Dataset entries
//! The `CatalogStore` / `CatalogQuery` traits and supporting query types.
//!
//! The traits are implemented by storage backends (`pyplots-store-sqlite`,
//! `pyplots-store-memory`). Higher layers (`pyplots-api`, `pyplots-cli`)
//! depend on this abstraction, not on any concrete backend.

use std::future::Future;

use uuid::Uuid;

use crate::{
  context::CallContext,
  error::Classify,
  implementation::{Impl, ImplPatch, ImplReview, NewImpl},
  library::Library,
  spec::{NewSpec, Spec, SpecPatch},
};

// ─── Query types ─────────────────────────────────────────────────────────────

/// A `(dimension, value)` containment predicate.
#[derive(Debug, Clone, PartialEq, Eq)]
pub struct TagFilter {
  pub dimension: String,
  pub value:     String,
}

/// Optional constraints for [`CatalogQuery::top_impls_by_quality`].
#[derive(Debug, Clone, Default)]
pub struct ImplFilter {
  pub library_id: Option<Uuid>,
  pub spec_id:    Option<Uuid>,
  /// Matched against `impl_tags`.
  pub tag:        Option<TagFilter>,
}

impl ImplFilter {
  pub fn matches(&self, imp: &Impl) -> bool {
    self.library_id.is_none_or(|id| imp.library_id == id)
      && self.spec_id.is_none_or(|id| imp.spec_id == id)
      && self
        .tag
        .as_ref()
        .is_none_or(|t| imp.impl_tags.contains(&t.dimension, &t.value))
  }
}

/// Sort impls by score descending, null scores last, ties by id ascending.
pub fn rank_by_quality(impls: &mut [Impl]) {
  impls.sort_by(|a, b| {
    b.quality_score
      .is_some()
      .cmp(&a.quality_score.is_some())
      .then_with(|| b.quality_score.cmp(&a.quality_score))
      .then_with(|| a.id.cmp(&b.id))
  });
}

// ─── Write surface ───────────────────────────────────────────────────────────

/// Abstraction over a catalog backend: the sole write path for libraries,
/// specs and impls.
///
/// Every `update_*` reads the current row, diffs it against the patch, and
/// writes the new row together with exactly one appended revision event in
/// a single transaction. A patch that changes nothing writes nothing.
///
/// All methods return `Send` futures so the trait can be used in
/// multi-threaded async runtimes (e.g. tokio with `axum`).
pub trait CatalogStore: Send + Sync {
  type Error: std::error::Error + Classify + Send + Sync + 'static;

  // ── Libraries ─────────────────────────────────────────────────────────

  /// Register a library. Fails with *Conflict* if `name` is taken.
  fn create_library(
    &self,
    ctx: CallContext,
    name: String,
    version: String,
  ) -> impl Future<Output = Result<Library, Self::Error>> + Send + '_;

  /// Bump the pinned version of an existing library.
  fn upsert_library_version(
    &self,
    ctx: CallContext,
    id: Uuid,
    version: String,
  ) -> impl Future<Output = Result<Library, Self::Error>> + Send + '_;

  fn get_library(
    &self,
    id: Uuid,
  ) -> impl Future<Output = Result<Option<Library>, Self::Error>> + Send + '_;

  /// All libraries ordered by name.
  fn list_libraries(
    &self,
  ) -> impl Future<Output = Result<Vec<Library>, Self::Error>> + Send + '_;

  // ── Specs ─────────────────────────────────────────────────────────────

  /// Create a spec with an empty `updates` array. Fails with *Conflict* on a
  /// duplicate slug.
  fn create_spec(
    &self,
    ctx: CallContext,
    input: NewSpec,
  ) -> impl Future<Output = Result<Spec, Self::Error>> + Send + '_;

  /// Apply `patch`, appending one event carrying the prior value of every
  /// changed field.
  fn update_spec(
    &self,
    ctx: CallContext,
    id: Uuid,
    patch: SpecPatch,
  ) -> impl Future<Output = Result<Spec, Self::Error>> + Send + '_;

  /// Remove a spec. Fails with *InUse* while any impl references it.
  fn delete_spec(
    &self,
    ctx: CallContext,
    id: Uuid,
  ) -> impl Future<Output = Result<(), Self::Error>> + Send + '_;

  fn get_spec(
    &self,
    id: Uuid,
  ) -> impl Future<Output = Result<Option<Spec>, Self::Error>> + Send + '_;

  fn get_spec_by_slug(
    &self,
    slug: String,
  ) -> impl Future<Output = Result<Option<Spec>, Self::Error>> + Send + '_;

  /// All specs ordered by slug.
  fn list_specs(&self) -> impl Future<Output = Result<Vec<Spec>, Self::Error>> + Send + '_;

  // ── Impls ─────────────────────────────────────────────────────────────

  /// Create an impl with an empty `history`. Fails with *NotFound* if the
  /// spec or library is missing and *Conflict* if the pair already has one.
  fn create_impl(
    &self,
    ctx: CallContext,
    input: NewImpl,
  ) -> impl Future<Output = Result<Impl, Self::Error>> + Send + '_;

  /// Apply `patch`, appending one event to `history`. Re-parenting onto a
  /// pair that already has an impl fails with *Conflict*.
  fn update_impl(
    &self,
    ctx: CallContext,
    id: Uuid,
    patch: ImplPatch,
  ) -> impl Future<Output = Result<Impl, Self::Error>> + Send + '_;

  fn delete_impl(
    &self,
    ctx: CallContext,
    id: Uuid,
  ) -> impl Future<Output = Result<(), Self::Error>> + Send + '_;

  fn get_impl(
    &self,
    id: Uuid,
  ) -> impl Future<Output = Result<Option<Impl>, Self::Error>> + Send + '_;

  /// Every impl of a spec, ordered by id.
  fn list_impls_for_spec(
    &self,
    spec_id: Uuid,
  ) -> impl Future<Output = Result<Vec<Impl>, Self::Error>> + Send + '_;
}

// ─── Read surface ────────────────────────────────────────────────────────────

/// Structured reads over the catalog. None of these touch history or
/// mutate state.
pub trait CatalogQuery: CatalogStore {
  /// Specs whose `tags[dimension]` contains `value`, ordered by slug.
  fn find_specs_by_tag(
    &self,
    dimension: String,
    value: String,
  ) -> impl Future<Output = Result<Vec<Spec>, Self::Error>> + Send + '_;

  /// Impls whose `impl_tags[dimension]` contains `value`, ordered by id.
  fn find_impls_by_impl_tag(
    &self,
    dimension: String,
    value: String,
  ) -> impl Future<Output = Result<Vec<Impl>, Self::Error>> + Send + '_;

  /// Impls ranked by [`rank_by_quality`], at most `limit` of them.
  fn top_impls_by_quality(
    &self,
    limit: usize,
    filter: ImplFilter,
  ) -> impl Future<Output = Result<Vec<Impl>, Self::Error>> + Send + '_;

  /// The stored review of an impl. Fails with *NotFound* for a missing id.
  fn get_impl_review(
    &self,
    id: Uuid,
  ) -> impl Future<Output = Result<ImplReview, Self::Error>> + Send + '_;

  /// The unique impl for `(spec_slug, library_name)`, if any.
  fn lookup(
    &self,
    spec_slug: String,
    library_name: String,
  ) -> impl Future<Output = Result<Option<Impl>, Self::Error>> + Send + '_;
}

WHAT TO DO:
Return a copy of every line in the records that includes the string "NewSpec".

FINAL ANSWER:
  spec::{NewSpec, Spec, SpecPatch},
    input: NewSpec,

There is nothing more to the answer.